▶ _Stored items_
· · · · ·

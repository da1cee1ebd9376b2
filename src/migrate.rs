//! Idempotent schema creation.
//!
//! The vector store has a single `chunks` table. Every statement is
//! `IF NOT EXISTS`, so running this against an existing database is a
//! no-op. There is no versioned migration path.

use sqlx::SqlitePool;

pub async fn ensure_schema(pool: &SqlitePool) -> Result<(), sqlx::Error> {
    sqlx::query(
        r#"
        CREATE TABLE IF NOT EXISTS chunks (
            id TEXT PRIMARY KEY,
            logical_path TEXT NOT NULL,
            source_path TEXT NOT NULL,
            chunk_index INTEGER NOT NULL,
            content TEXT NOT NULL,
            content_hash TEXT NOT NULL,
            metadata_json TEXT NOT NULL DEFAULT '{}',
            embedding BLOB NOT NULL,
            dims INTEGER NOT NULL,
            indexed_at TEXT NOT NULL
        )
        "#,
    )
    .execute(pool)
    .await?;

    sqlx::query("CREATE INDEX IF NOT EXISTS idx_chunks_source_path ON chunks(source_path)")
        .execute(pool)
        .await?;

    Ok(())
}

· · · · ·

▶ _PROBLEM DESCRIPTION_
Scan the data for the word "chunks" and copy every line where it shows up.

▶ _ANSWER_
//! The vector store has a single `chunks` table. Every statement is
        CREATE TABLE IF NOT EXISTS chunks (
    sqlx::query("CREATE INDEX IF NOT EXISTS idx_chunks_source_path ON chunks(source_path)")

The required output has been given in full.